Expected output: 1994
| Index | Character | Value | Next Value | Action | Total |
|---|---|---|---|---|---|
| 0 | M | 1000 | 100 | Add | 1000 |
| 1 | C | 100 | 1000 | Subtract | 900 |
| 2 | M | 1000 | 10 | Add | 1900 |
| 3 | X | 10 | 100 | Subtract | 1890 |
| 4 | C | 100 | 1 | Add | 1990 |
| 5 | I | 1 | 5 | Subtract | 1989 |
| 6 | V | 5 | N/A | Add | 1994 |
Final result: 1994
Complexity Analysis
| Measure | Complexity | Explanation |
|---|---|---|
| Time | O(n) | Each character is processed exactly once |
| Space | O(1) | The hash map size is constant |
The algorithm scans the string one time from left to right. Every operation inside the loop is constant time, so the total runtime grows linearly with the input length.

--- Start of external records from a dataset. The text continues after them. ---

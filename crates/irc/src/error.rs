use thiserror::Error;

#[derive(Debug, Error)]
pub enum Error {
    #[error(transparent)]
    Io(#[from] std::io::Error),

    #[error(transparent)]
    Channel(#[from] moltis_channels::Error),

    #[error(transparent)]
    Json(#[from] serde_json::Error),

    #[error("tls error: {0}")]
    Tls(String),

    /// Connect, read or write failure on the transport.
    #[error("{context}: {source}")]
    Transport {
        context: String,
        #[source]
        source: Box<dyn std::error::Error + Send + Sync>,
    },

    /// The server or NickServ rejected our credentials.
    #[error("authentication rejected: {message}")]
    Auth { message: String },

    /// The server refused or aborted registration.
    #[error("registration failed: {message}")]
    Registration { message: String },

    #[error("timed out during {phase}")]
    Timeout { phase: &'static str },

    #[error("failed to read credential file {path}: {source}")]
    Credential {
        path: String,
        #[source]
        source: std::io::Error,
    },

    #[error("protocol error: {message}")]
    Protocol { message: String },

    #[error("invalid irc config: {message}")]
    Config { message: String },

    /// Too many consecutive failed connection cycles.
    #[error("gave up after {failures} consecutive failed connection attempts")]
    Exhausted { failures: u32 },

    #[error("irc account {account_id} is not connected")]
    NotConnected { account_id: String },

    #[error("unknown irc account: {account_id}")]
    UnknownAccount { account_id: String },

    #[error("media is {size} bytes, limit is {limit}")]
    MediaTooLarge { size: u64, limit: u64 },

    #[error("cancelled")]
    Cancelled,

    #[error("{0}")]
    Message(String),
}

impl Error {
    #[must_use]
    pub fn message(message: impl Into<String>) -> Self {
        Self::Message(message.into())
    }

    #[must_use]
    pub fn transport(
        context: impl Into<String>,
        source: impl std::error::Error + Send + Sync + 'static,
    ) -> Self {
        Self::Transport {
            context: context.into(),
            source: Box::new(source),
        }
    }

    #[must_use]
    pub fn auth(message: impl Into<String>) -> Self {
        Self::Auth {
            message: message.into(),
        }
    }

    #[must_use]
    pub fn protocol(message: impl Into<String>) -> Self {
        Self::Protocol {
            message: message.into(),
        }
    }

    #[must_use]
    pub fn config(message: impl Into<String>) -> Self {
        Self::Config {
            message: message.into(),
        }
    }

    /// Credential problems that likely need an operator to fix.
    #[must_use]
    pub fn is_auth(&self) -> bool {
        matches!(self, Self::Auth { .. } | Self::Credential { .. })
    }

    /// Connection-level failures that are retried silently.
    #[must_use]
    pub fn is_transport(&self) -> bool {
        matches!(
            self,
            Self::Io(_) | Self::Tls(_) | Self::Transport { .. } | Self::Timeout { .. }
        )
    }
}

impl moltis_common::FromMessage for Error {
    fn from_message(message: String) -> Self {
        Self::Message(message)
    }
}

impl From<Error> for moltis_channels::Error {
    fn from(err: Error) -> Self {
        match err {
            Error::Channel(inner) => inner,
            Error::UnknownAccount { account_id } => Self::unknown_account(account_id),
            Error::NotConnected { .. } => Self::unavailable(err),
            Error::Config { message } => Self::invalid_input(message),
            other => Self::external("irc", other),
        }
    }
}

pub type Result<T> = std::result::Result<T, Error>;

moltis_common::impl_context!();
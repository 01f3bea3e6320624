use std::path::{Path, PathBuf};

use tracing::debug;

use crate::{
    env_subst::substitute_env,
    error::{Error, Result},
    schema::MoltisConfig,
};

/// Standard config file names, checked in order.
const CONFIG_FILENAMES: &[&str] = &["moltis.toml", "moltis.yaml", "moltis.yml", "moltis.json"];

/// Load config from the given path (any supported format).
pub fn load_config(path: &Path) -> Result<MoltisConfig> {
    let raw = std::fs::read_to_string(path).map_err(|source| Error::Read {
        path: path.to_path_buf(),
        source,
    })?;
    parse_config(&substitute_env(&raw), path)
}

/// Discover and load config from standard locations.
///
/// Search order:
/// 1. `./moltis.{toml,yaml,yml,json}` (project-local)
/// 2. `~/.config/moltis/moltis.{toml,yaml,yml,json}` (user-global)
///
/// Returns the default config and no path when nothing is found; a file
/// that exists but fails to parse is an error.
pub fn discover_and_load() -> Result<(MoltisConfig, Option<PathBuf>)> {
    match find_config_file() {
        Some(path) => {
            debug!(path = %path.display(), "loading config");
            let config = load_config(&path)?;
            Ok((config, Some(path)))
        },
        None => {
            debug!("no config file found, using defaults");
            Ok((MoltisConfig::default(), None))
        },
    }
}

/// Find the first config file in standard locations.
pub fn find_config_file() -> Option<PathBuf> {
    let local = CONFIG_FILENAMES.iter().map(PathBuf::from);
    let global = config_dir()
        .into_iter()
        .flat_map(|dir| CONFIG_FILENAMES.iter().map(move |name| dir.join(name)));
    local.chain(global).find(|p| p.exists())
}

/// Returns the user-global config directory (`~/.config/moltis/`).
pub fn config_dir() -> Option<PathBuf> {
    directories::ProjectDirs::from("", "", "moltis").map(|d| d.config_dir().to_path_buf())
}

/// Parse config text, picking the format from the file extension.
pub fn parse_config(raw: &str, path: &Path) -> Result<MoltisConfig> {
    let ext = path.extension().and_then(|e| e.to_str()).unwrap_or("toml");

    match ext {
        "toml" => Ok(toml::from_str(raw)?),
        "yaml" | "yml" => Ok(serde_yaml::from_str(raw)?),
        "json" => Ok(serde_json::from_str(raw)?),
        other => Err(Error::UnsupportedFormat(other.to_string())),
    }
}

The auxiliary space remains constant because the Roman numeral mapping always contains exactly seven entries regardless of input size.
Test Cases
solution = Solution()
assert solution.romanToInt("III") == 3 # simple additive case
assert solution.romanToInt("LVIII") == 58 # mixed additive values
assert solution.romanToInt("MCMXCIV") == 1994 # multiple subtraction pairs
assert solution.romanToInt("I") == 1 # minimum valid input
assert solution.romanToInt("V") == 5 # single non-I symbol
assert solution.romanToInt("IV") == 4 # subtraction with I before V
assert solution.romanToInt("IX") == 9 # subtraction with I before X
assert solution.romanToInt("XL") == 40 # subtraction with X before L
assert solution.romanToInt("XC") == 90 # subtraction with X before C
assert solution.romanToInt("CD") == 400 # subtraction with C before D
assert solution.romanToInt("CM") == 900 # subtraction with C before M
assert solution.romanToInt("XXVII") == 27 # repeated additive numerals
assert solution.romanToInt("MMMCMXCIX") == 3999 # maximum valid Roman numeral
assert solution.romanToInt("MDCLXVI") == 1666 # descending additive sequence
| Test | Why |
|---|---|
"III" |
Verifies simple addition |
"LVIII" |
Verifies mixed numeral handling |
"MCMXCIV" |
Verifies multiple subtraction pairs |
"I" |
Smallest valid input |
"V" |
Single-character non-additive case |
"IV" |
Basic subtraction rule |
"IX" |
Another subtraction variation |
"XL" |
Tens subtraction rule |
"XC" |
Tens before hundreds |
"CD" |
Hundreds before five hundreds |
"CM" |
Hundreds before thousands |
"XXVII" |
Repeated additive numerals |
"MMMCMXCIX" |
Maximum valid value |
"MDCLXVI" |
Fully descending additive sequence |
Edge Cases
A single-character Roman numeral is an important edge case because there is no next symbol to compare against. A careless implementation might access an out-of-bounds index when checking the next value. The solution avoids this by verifying i + 1 < len(s) before reading the next character.
Subtraction pairs such as "IV" and "CM" are another common source of bugs. A naive implementation that always adds values would incorrectly compute "IV" as 6 instead of 4. The algorithm correctly detects subtraction by comparing the current symbol with the next symbol.
Large numerals with multiple subtraction patterns, such as "MCMXCIV", can also expose logical mistakes. Some incorrect implementations only handle one subtraction pair or skip characters incorrectly. This solution processes every character independently and applies the same comparison rule consistently, so multiple subtraction pairs work naturally without special handling.